== WORK TO COMPLETE ==
Within the entries below, find each line containing the word "fold" and copy it.

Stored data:

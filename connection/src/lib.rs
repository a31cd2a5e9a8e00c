use std::time::Duration;

pub mod binlog;
pub mod commands;
pub mod conn;
pub mod declar;
pub mod packet;

pub const PACKET_HEADER_SIZE: usize = 4;
pub const NULL_TERMINATOR: u8 = 0;

/// utf8mb4_general_ci, the collation every session is opened with
pub const UTF8_MB4_GENERAL_CI: u8 = 45;

/// Extra slack on top of the heartbeat period before a read times out.
pub const TIMEOUT_LATENCY_DELTA: Duration = Duration::from_secs(1);

/// TCP connect timeout for every outbound connection.
pub const CONNECT_TIMEOUT: Duration = Duration::from_secs(10);
use std::fmt::{Display, Formatter};

use serde::Serialize;

use common::config::Flavor;
use common::err::replica_error::ReError;

pub mod gtid_set;
pub mod interval;
pub mod mariadb_gtid_set;
pub mod uuid_set;

pub use gtid_set::MysqlGtidSet;
pub use mariadb_gtid_set::{MariadbGtid, MariadbGtidSet};

/// Parse a textual source id `3E11FA47-71CA-11E1-9E33-C80AA9429562` into its
/// 16 raw bytes. Case-insensitive.
pub fn parse_sid(text: &str) -> Result<[u8; 16], ReError> {
    let hex: String = text.chars().filter(|c| *c != '-').collect();
    if hex.len() != 32 || !hex.is_ascii() {
        return Err(ReError::Error(format!("invalid server uuid {}", text)));
    }
    let mut sid = [0u8; 16];
    for i in 0..16 {
        sid[i] = u8::from_str_radix(&hex[i * 2..i * 2 + 2], 16)
            .map_err(|_| ReError::Error(format!("invalid server uuid {}", text)))?;
    }
    Ok(sid)
}

/// Render 16 raw bytes in the canonical 8-4-4-4-12 form, lowercase.
pub fn format_sid(sid: &[u8; 16]) -> String {
    let h: String = sid.iter().map(|b| format!("{:02x}", b)).collect();
    format!(
        "{}-{}-{}-{}-{}",
        &h[0..8],
        &h[8..12],
        &h[12..16],
        &h[16..20],
        &h[20..32]
    )
}

/// Executed-transaction set, flavor tagged. The engine keeps exactly one of
/// these alongside the file position.
#[derive(Debug, Serialize, Clone, PartialEq)]
pub enum GtidSet {
    MySQL(MysqlGtidSet),
    MariaDB(MariadbGtidSet),
}

impl GtidSet {
    pub fn empty(flavor: Flavor) -> GtidSet {
        match flavor {
            Flavor::MySQL => GtidSet::MySQL(MysqlGtidSet::new()),
            Flavor::MariaDB => GtidSet::MariaDB(MariadbGtidSet::new()),
        }
    }

    pub fn parse(flavor: Flavor, s: &str) -> Result<GtidSet, ReError> {
        match flavor {
            Flavor::MySQL => Ok(GtidSet::MySQL(MysqlGtidSet::parse(s)?)),
            Flavor::MariaDB => Ok(GtidSet::MariaDB(MariadbGtidSet::parse(s)?)),
        }
    }

    pub fn is_empty(&self) -> bool {
        match self {
            GtidSet::MySQL(s) => s.is_empty(),
            GtidSet::MariaDB(s) => s.is_empty(),
        }
    }

    /// Does this set cover every transaction of `other` (same flavor).
    pub fn contains(&self, other: &GtidSet) -> bool {
        match (self, other) {
            (GtidSet::MySQL(a), GtidSet::MySQL(b)) => a.contains(b),
            (GtidSet::MariaDB(a), GtidSet::MariaDB(b)) => a.contains(b),
            _ => false,
        }
    }

    /// Merge `other` into this set.
    pub fn union(&mut self, other: &GtidSet) {
        match (self, other) {
            (GtidSet::MySQL(a), GtidSet::MySQL(b)) => a.union(b),
            (GtidSet::MariaDB(a), GtidSet::MariaDB(b)) => a.union(b),
            _ => {}
        }
    }
}

impl Display for GtidSet {
    fn fmt(&self, f: &mut Formatter<'_>) -> std::fmt::Result {
        match self {
            GtidSet::MySQL(s) => write!(f, "{}", s),
            GtidSet::MariaDB(s) => write!(f, "{}", s),
        }
    }
}

#[cfg(test)]
mod test {
    use super::*;

    #[test]
    fn sid_round_trip() {
        let text = "3e11fa47-71ca-11e1-9e33-c80aa9429562";
        let sid = parse_sid("3E11FA47-71CA-11E1-9E33-C80AA9429562").unwrap();
        assert_eq!(format_sid(&sid), text);
        assert!(parse_sid("not-a-uuid").is_err());
    }

    #[test]
    fn flavor_mismatch_never_contains() {
        let a = GtidSet::empty(Flavor::MySQL);
        let b = GtidSet::empty(Flavor::MariaDB);
        assert!(!a.contains(&b));
    }
}
use common::err::replica_error::ReError;
use common::err::CResult;

/// AuthSwitchRequest: the server picked another plugin mid-handshake.
/// Parsed from the packet body after the 0xfe marker byte.
#[derive(Debug, Clone)]
pub struct AuthPluginSwitchPacket {
    pub auth_plugin_name: String,
    pub auth_plugin_data: Vec<u8>,
}

impl AuthPluginSwitchPacket {
    pub fn parse(packet: &[u8]) -> CResult<AuthPluginSwitchPacket> {
        let end = packet
            .iter()
            .position(|&c| c == 0)
            .ok_or_else(ReError::incomplete)?;
        let auth_plugin_name = String::from_utf8_lossy(&packet[..end]).to_string();

        let mut auth_plugin_data = packet[end + 1..].to_vec();
        if auth_plugin_data.last() == Some(&0) {
            auth_plugin_data.pop();
        }

        Ok(AuthPluginSwitchPacket {
            auth_plugin_name,
            auth_plugin_data,
        })
    }
}

#[cfg(test)]
mod test {
    use super::AuthPluginSwitchPacket;

    #[test]
    fn parse_switch() {
        let mut p = b"mysql_native_password\0".to_vec();
        p.extend_from_slice(b"12345678901234567890\0");
        let s = AuthPluginSwitchPacket::parse(&p).unwrap();
        assert_eq!(s.auth_plugin_name, "mysql_native_password");
        assert_eq!(s.auth_plugin_data, b"12345678901234567890");
    }
}
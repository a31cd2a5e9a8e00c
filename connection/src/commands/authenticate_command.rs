use crate::commands::{scramble_native, scramble_sha256};
use crate::conn::connection_options::ConnectionOptions;
use crate::declar::auth_plugin_names::{self, AuthPlugin};
use crate::declar::capability_flags;
use crate::packet::handshake_packet::HandshakePacket;
use crate::NULL_TERMINATOR;

/// HandshakeResponse41.
///
/// ref: https://dev.mysql.com/doc/dev/mysql-server/latest/page_protocol_connection_phase_packets_protocol_handshake_response.html
#[derive(Debug)]
pub struct AuthenticateCommand<'a> {
    options: &'a ConnectionOptions,
    handshake: &'a HandshakePacket,
    auth_plugin: AuthPlugin,
    collation: u8,
}

impl<'a> AuthenticateCommand<'a> {
    pub fn new(
        options: &'a ConnectionOptions,
        handshake: &'a HandshakePacket,
        auth_plugin: AuthPlugin,
        collation: u8,
    ) -> Self {
        AuthenticateCommand {
            options,
            handshake,
            auth_plugin,
            collation,
        }
    }

    pub fn serialize(&self) -> Vec<u8> {
        let mut packet = Vec::with_capacity(128);

        packet.extend_from_slice(&capability_flags::client_flags().to_le_bytes());
        packet.extend_from_slice(&0u32.to_le_bytes()); // max packet size: server default
        packet.push(self.collation);
        packet.extend_from_slice(&[0u8; 23]);

        packet.extend_from_slice(self.options.username.as_bytes());
        packet.push(NULL_TERMINATOR);

        let token = match self.auth_plugin {
            AuthPlugin::MySqlNativePassword => {
                scramble_native(&self.options.password, &self.handshake.scramble)
            }
            AuthPlugin::CachingSha2Password => {
                scramble_sha256(&self.options.password, &self.handshake.scramble)
            }
        };
        packet.push(token.len() as u8);
        packet.extend_from_slice(&token);

        let plugin_name = match self.auth_plugin {
            AuthPlugin::MySqlNativePassword => auth_plugin_names::MYSQL_NATIVE_PASSWORD,
            AuthPlugin::CachingSha2Password => auth_plugin_names::CACHING_SHA2_PASSWORD,
        };
        packet.extend_from_slice(plugin_name.as_bytes());
        packet.push(NULL_TERMINATOR);

        packet
    }
}
use num_enum::{IntoPrimitive, TryFromPrimitive};
use serde::Serialize;

pub mod checksum_type;
pub mod event;
pub mod event_header;
pub mod protocol;

/// v4 common header size
pub const EVENT_HEADER_LEN: usize = 19;

/// Binlog event type byte.
///
/// The 160+ range is MariaDB-specific.
/// ref: https://dev.mysql.com/doc/dev/mysql-server/latest/namespacemysql_1_1binlog_1_1event.html
#[derive(
    Debug, Serialize, Clone, Copy, PartialEq, Eq, Hash, TryFromPrimitive, IntoPrimitive,
)]
#[repr(u8)]
pub enum EventType {
    Unknown = 0,
    StartV3 = 1,
    Query = 2,
    Stop = 3,
    Rotate = 4,
    IntVar = 5,
    Load = 6,
    Slave = 7,
    CreateFile = 8,
    AppendBlock = 9,
    ExecLoad = 10,
    DeleteFile = 11,
    NewLoad = 12,
    Rand = 13,
    UserVar = 14,
    FormatDescription = 15,
    Xid = 16,
    BeginLoadQuery = 17,
    ExecuteLoadQuery = 18,
    TableMap = 19,
    WriteRowsV0 = 20,
    UpdateRowsV0 = 21,
    DeleteRowsV0 = 22,
    WriteRowsV1 = 23,
    UpdateRowsV1 = 24,
    DeleteRowsV1 = 25,
    Incident = 26,
    Heartbeat = 27,
    Ignorable = 28,
    RowsQuery = 29,
    WriteRowsV2 = 30,
    UpdateRowsV2 = 31,
    DeleteRowsV2 = 32,
    Gtid = 33,
    AnonymousGtid = 34,
    PreviousGtids = 35,
    TransactionContext = 36,
    ViewChange = 37,
    XaPrepareLog = 38,
    PartialUpdateRows = 39,
    TransactionPayload = 40,
    HeartbeatLogV2 = 41,

    MariadbAnnotateRows = 160,
    MariadbBinlogCheckpoint = 161,
    MariadbGtid = 162,
    MariadbGtidList = 163,
    MariadbStartEncryption = 164,
    MariadbQueryCompressed = 165,
    MariadbWriteRowsCompressedV1 = 166,
    MariadbUpdateRowsCompressedV1 = 167,
    MariadbDeleteRowsCompressedV1 = 168,
}

impl EventType {
    /// Which kind of row mutation, if this is a rows event at all.
    pub fn rows_kind(&self) -> Option<RowsEventKind> {
        match self {
            EventType::WriteRowsV0
            | EventType::WriteRowsV1
            | EventType::WriteRowsV2
            | EventType::MariadbWriteRowsCompressedV1 => Some(RowsEventKind::Insert),
            EventType::UpdateRowsV0
            | EventType::UpdateRowsV1
            | EventType::UpdateRowsV2
            | EventType::MariadbUpdateRowsCompressedV1 => Some(RowsEventKind::Update),
            EventType::DeleteRowsV0
            | EventType::DeleteRowsV1
            | EventType::DeleteRowsV2
            | EventType::MariadbDeleteRowsCompressedV1 => Some(RowsEventKind::Delete),
            _ => None,
        }
    }

    /// Rows event wire version: v2 carries the extra-data block, v0 carries
    /// no columns-present bitmap flags difference we care about beyond that.
    pub fn rows_version(&self) -> u8 {
        match self {
            EventType::WriteRowsV0 | EventType::UpdateRowsV0 | EventType::DeleteRowsV0 => 0,
            EventType::WriteRowsV1
            | EventType::UpdateRowsV1
            | EventType::DeleteRowsV1
            | EventType::MariadbWriteRowsCompressedV1
            | EventType::MariadbUpdateRowsCompressedV1
            | EventType::MariadbDeleteRowsCompressedV1 => 1,
            _ => 2,
        }
    }

    pub fn is_compressed_rows(&self) -> bool {
        matches!(
            self,
            EventType::MariadbWriteRowsCompressedV1
                | EventType::MariadbUpdateRowsCompressedV1
                | EventType::MariadbDeleteRowsCompressedV1
        )
    }
}

#[derive(Debug, Serialize, Clone, Copy, PartialEq, Eq)]
pub enum RowsEventKind {
    Insert,
    Update,
    Delete,
}
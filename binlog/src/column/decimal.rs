use std::str::FromStr;

use bigdecimal::BigDecimal;

use common::binlog::column::column_value::ColumnValue;
use common::err::replica_error::ReError;

/// See <a href="https://dev.mysql.com/doc/internals/en/date-and-time-data-type-representation.html">Docs</a>
const DIGITS_PER_INT: usize = 9;

/// Byte width of a decimal digit group holding 0..=9 leading digits.
const COMPRESSED_BYTES: [usize; 10] = [0, 1, 1, 2, 2, 3, 3, 4, 4, 4];

/// Total stored width of a DECIMAL(precision, decimals) value.
pub fn decimal_binary_size(precision: usize, decimals: usize) -> usize {
    let integral = precision - decimals;
    let uncomp_integral = integral / DIGITS_PER_INT;
    let uncomp_fractional = decimals / DIGITS_PER_INT;
    let comp_integral = integral - uncomp_integral * DIGITS_PER_INT;
    let comp_fractional = decimals - uncomp_fractional * DIGITS_PER_INT;

    uncomp_integral * 4
        + COMPRESSED_BYTES[comp_integral]
        + uncomp_fractional * 4
        + COMPRESSED_BYTES[comp_fractional]
}

fn decompress_value(comp_digits: usize, data: &[u8], mask: u8) -> (usize, u32) {
    let size = COMPRESSED_BYTES[comp_digits];
    let mut value = 0u32;
    for i in 0..size {
        value = (value << 8) | (data[i] ^ mask) as u32;
    }
    (size, value)
}

/// Decode the binary DECIMAL format.
///
/// The stored form splits both sides of the point into big-endian 9-digit
/// groups with a compressed head (integral) / tail (fractional) group. The
/// first byte's high bit carries the sign; a negative value stores every
/// byte inverted.
///
/// The canonical text keeps exactly `decimals` fractional digits. Returns
/// the value and the number of bytes consumed.
pub fn decode_decimal(
    data: &[u8],
    precision: usize,
    decimals: usize,
    use_decimal: bool,
) -> Result<(ColumnValue, usize), ReError> {
    let (text, consumed) = decode_decimal_string(data, precision, decimals)?;
    if use_decimal {
        let v = BigDecimal::from_str(&text)
            .map_err(|e| ReError::decode(0, format!("bad decimal {}: {}", text, e)))?;
        Ok((ColumnValue::DecimalValue(v), consumed))
    } else {
        Ok((ColumnValue::Decimal(text), consumed))
    }
}

pub fn decode_decimal_string(
    data: &[u8],
    precision: usize,
    decimals: usize,
) -> Result<(String, usize), ReError> {
    if precision == 0 || precision > 65 || decimals > precision {
        return Err(ReError::decode(
            0,
            format!("invalid decimal metadata ({},{})", precision, decimals),
        ));
    }

    let integral = precision - decimals;
    let uncomp_integral = integral / DIGITS_PER_INT;
    let uncomp_fractional = decimals / DIGITS_PER_INT;
    let comp_integral = integral - uncomp_integral * DIGITS_PER_INT;
    let comp_fractional = decimals - uncomp_fractional * DIGITS_PER_INT;

    let bin_size = decimal_binary_size(precision, decimals);
    if data.len() < bin_size {
        return Err(ReError::decode(
            data.len(),
            format!(
                "decimal({},{}) needs {} bytes, only {} remain",
                precision,
                decimals,
                bin_size,
                data.len()
            ),
        ));
    }

    // the sign transform below mutates, work on a copy
    let mut buf = data[..bin_size].to_vec();

    let negative = buf[0] & 0x80 == 0;
    let mask: u8 = if negative { 0xff } else { 0x00 };
    buf[0] ^= 0x80;

    let mut res = String::with_capacity(precision + 2);
    if negative {
        res.push('-');
    }

    let mut zero_leading = true;
    let (mut pos, value) = decompress_value(comp_integral, &buf, mask);
    if value != 0 {
        zero_leading = false;
        res.push_str(&value.to_string());
    }

    for _ in 0..uncomp_integral {
        let (_, value) = decompress_value(DIGITS_PER_INT, &buf[pos..], mask);
        pos += 4;
        if zero_leading {
            if value != 0 {
                zero_leading = false;
                res.push_str(&value.to_string());
            }
        } else {
            res.push_str(&format!("{:09}", value));
        }
    }

    if zero_leading {
        res.push('0');
    }

    if pos < bin_size {
        res.push('.');

        for _ in 0..uncomp_fractional {
            let (_, value) = decompress_value(DIGITS_PER_INT, &buf[pos..], mask);
            pos += 4;
            res.push_str(&format!("{:09}", value));
        }

        let (size, value) = decompress_value(comp_fractional, &buf[pos..], mask);
        if size > 0 {
            res.push_str(&format!("{:0width$}", value, width = comp_fractional));
            pos += size;
        }
    }

    Ok((res, pos))
}

#[cfg(test)]
mod test {
    use super::*;

    fn dec(data: &[u8], p: usize, s: usize) -> (String, usize) {
        decode_decimal_string(data, p, s).unwrap()
    }

    #[test]
    fn negative_small() {
        assert_eq!(dec(&[117, 200, 127, 255], 4, 2), ("-10.55".to_string(), 2));
    }

    #[test]
    fn positive_padding() {
        assert_eq!(dec(&[128, 1, 128, 0], 4, 2), ("0.01".to_string(), 2));
        assert_eq!(dec(&[128, 0, 0, 12, 128, 0], 7, 3), ("0.012".to_string(), 4));
    }

    #[test]
    fn too_short_input() {
        assert!(decode_decimal_string(&[128], 10, 2).is_err());
    }

    #[test]
    fn big_decimal_path() {
        let (v, pos) = decode_decimal(&[117, 200], 4, 2, true).unwrap();
        assert_eq!(pos, 2);
        match v {
            ColumnValue::DecimalValue(d) => {
                assert_eq!(d, BigDecimal::from_str("-10.55").unwrap())
            }
            other => panic!("unexpected {:?}", other),
        }
    }
}
use nom::{
    bytes::complete::{take, take_till},
    combinator::map,
    number::complete::{le_u16, le_u32, le_u64, le_u8},
    IResult,
};

use common::err::replica_error::ReError;

/// extract a string up to the first NUL (or the whole slice)
pub fn extract_string(input: &[u8]) -> String {
    let null_end = input.iter().position(|&c| c == b'\0').unwrap_or(input.len());
    String::from_utf8_lossy(&input[0..null_end]).to_string()
}

/// parse fixed len int, little-endian
///
/// ref: https://dev.mysql.com/doc/internals/en/integer.html#fixed-length-integer
pub fn int_fixed(input: &[u8], len: u8) -> IResult<&[u8], u64> {
    match len {
        1 => map(le_u8, |v| v as u64)(input),
        2 => map(le_u16, |v| v as u64)(input),
        3 | 6 => map(take(len as usize), |s: &[u8]| {
            s.iter()
                .rev()
                .fold(0u64, |acc, &b| (acc << 8) | b as u64)
        })(input),
        4 => map(le_u32, |v| v as u64)(input),
        8 => le_u64(input),
        _ => unreachable!(),
    }
}

/// parse len encoded int, return (used_bytes, value)
///
/// ref: https://dev.mysql.com/doc/internals/en/integer.html#packet-Protocol::LengthEncodedInteger
pub fn read_len_enc_num(input: &[u8]) -> IResult<&[u8], (usize, u64)> {
    match input[0] {
        0..=0xfa => map(le_u8, |num: u8| (1, num as u64))(input),
        0xfb | 0xfc => {
            let (i, _) = take(1usize)(input)?;
            map(le_u16, |num: u16| (3, num as u64))(i)
        }
        0xfd => {
            let (i, _) = take(1usize)(input)?;
            map(take(3usize), |s: &[u8]| {
                (
                    4,
                    s.iter().rev().fold(0u64, |acc, &b| (acc << 8) | b as u64),
                )
            })(i)
        }
        0xfe => {
            let (i, _) = take(1usize)(input)?;
            map(le_u64, |v: u64| (9, v))(i)
        }
        0xff => Err(nom::Err::Error(nom::error::Error::new(
            input,
            nom::error::ErrorKind::Tag,
        ))),
    }
}

/// parse length encoded string
pub fn read_len_enc_str(input: &[u8]) -> IResult<&[u8], String> {
    let (i, (_, str_len)) = read_len_enc_num(input)?;
    map(take(str_len), |s: &[u8]| {
        String::from_utf8_lossy(s).to_string()
    })(i)
}

/// parse 'null terminated string', consume the null byte
pub fn read_null_term_string(input: &[u8]) -> IResult<&[u8], String> {
    let (i, ret) = map(take_till(|c: u8| c == 0x00), |s| {
        String::from_utf8_lossy(s).to_string()
    })(input)?;
    let (i, _) = take(1usize)(i)?;
    Ok((i, ret))
}

/// fixed len string: one length byte, then that many bytes of value
pub fn read_fixed_len_string(input: &[u8]) -> IResult<&[u8], (u8, String)> {
    let (i, len) = le_u8(input)?;
    map(take(len), move |s: &[u8]| {
        (len, String::from_utf8_lossy(s).to_string())
    })(i)
}

//////////////////////////////////////////////////////////////////////////
// Plain-slice readers for the codec inner loops. These return
// (value, consumed) so rows decoding can keep exact byte offsets for its
// error reports.
//////////////////////////////////////////////////////////////////////////

/// little-endian fixed int off a plain slice
pub fn slice_uint_le(data: &[u8], n: usize) -> Result<u64, ReError> {
    if data.len() < n {
        return Err(ReError::incomplete());
    }
    let mut v = 0u64;
    for i in (0..n).rev() {
        v = (v << 8) | data[i] as u64;
    }
    Ok(v)
}

/// big-endian fixed int off a plain slice
pub fn slice_uint_be(data: &[u8], n: usize) -> Result<u64, ReError> {
    if data.len() < n {
        return Err(ReError::incomplete());
    }
    let mut v = 0u64;
    for &b in &data[..n] {
        v = (v << 8) | b as u64;
    }
    Ok(v)
}

/// length-encoded integer off a plain slice, returns (value, is_null, consumed)
pub fn slice_len_enc_num(data: &[u8]) -> Result<(u64, bool, usize), ReError> {
    if data.is_empty() {
        return Err(ReError::incomplete());
    }
    match data[0] {
        0xfb => Ok((0, true, 1)),
        0xfc => Ok((slice_uint_le(&data[1..], 2)?, false, 3)),
        0xfd => Ok((slice_uint_le(&data[1..], 3)?, false, 4)),
        0xfe => Ok((slice_uint_le(&data[1..], 8)?, false, 9)),
        b => Ok((b as u64, false, 1)),
    }
}

/// bytes needed to hold `n` bits
pub fn bitmap_byte_len(column_count: usize) -> usize {
    (column_count + 7) / 8
}

/// bit `i` of a little-endian packed bitmap
pub fn get_bit(bitmap: &[u8], i: usize) -> bool {
    bitmap[i >> 3] & (1 << (i & 7)) != 0
}

/// number of set bits over the first `count` bits
pub fn bit_count(bitmap: &[u8], count: usize) -> usize {
    (0..count).filter(|&i| get_bit(bitmap, i)).count()
}

#[cfg(test)]
mod test {
    use super::*;

    #[test]
    fn len_enc_num() {
        let (rest, (used, v)) = read_len_enc_num(&[0xfa, 0x01]).unwrap();
        assert_eq!((used, v), (1, 0xfa));
        assert_eq!(rest, &[0x01]);

        let (_, (used, v)) = read_len_enc_num(&[0xfc, 0x10, 0x27]).unwrap();
        assert_eq!((used, v), (3, 10000));

        let (_, (used, v)) = read_len_enc_num(&[0xfd, 0x01, 0x00, 0x01]).unwrap();
        assert_eq!((used, v), (4, 0x010001));

        let (_, (used, v)) =
            read_len_enc_num(&[0xfe, 1, 0, 0, 0, 0, 0, 0, 0]).unwrap();
        assert_eq!((used, v), (9, 1));
    }

    #[test]
    fn fixed_ints() {
        let (_, v) = int_fixed(&[0x2d, 0x0a, 0x00, 0x00, 0x00, 0x00], 6).unwrap();
        assert_eq!(v, 2605);
        assert_eq!(slice_uint_le(&[0x2d, 0x0a, 0x00], 3).unwrap(), 2605);
        assert_eq!(slice_uint_be(&[0x01, 0x00], 2).unwrap(), 256);
    }

    #[test]
    fn null_term_string() {
        let (rest, s) = read_null_term_string(b"pets\0cats").unwrap();
        assert_eq!(s, "pets");
        assert_eq!(rest, b"cats");
    }

    #[test]
    fn bitmaps() {
        // 0b0000_0101: bits 0 and 2
        let bm = [0x05u8];
        assert!(get_bit(&bm, 0));
        assert!(!get_bit(&bm, 1));
        assert!(get_bit(&bm, 2));
        assert_eq!(bit_count(&bm, 8), 2);
        assert_eq!(bitmap_byte_len(9), 2);
    }
}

== FINAL ANSWER ==
                .fold(0u64, |acc, &b| (acc << 8) | b as u64)
                    s.iter().rev().fold(0u64, |acc, &b| (acc << 8) | b as u64),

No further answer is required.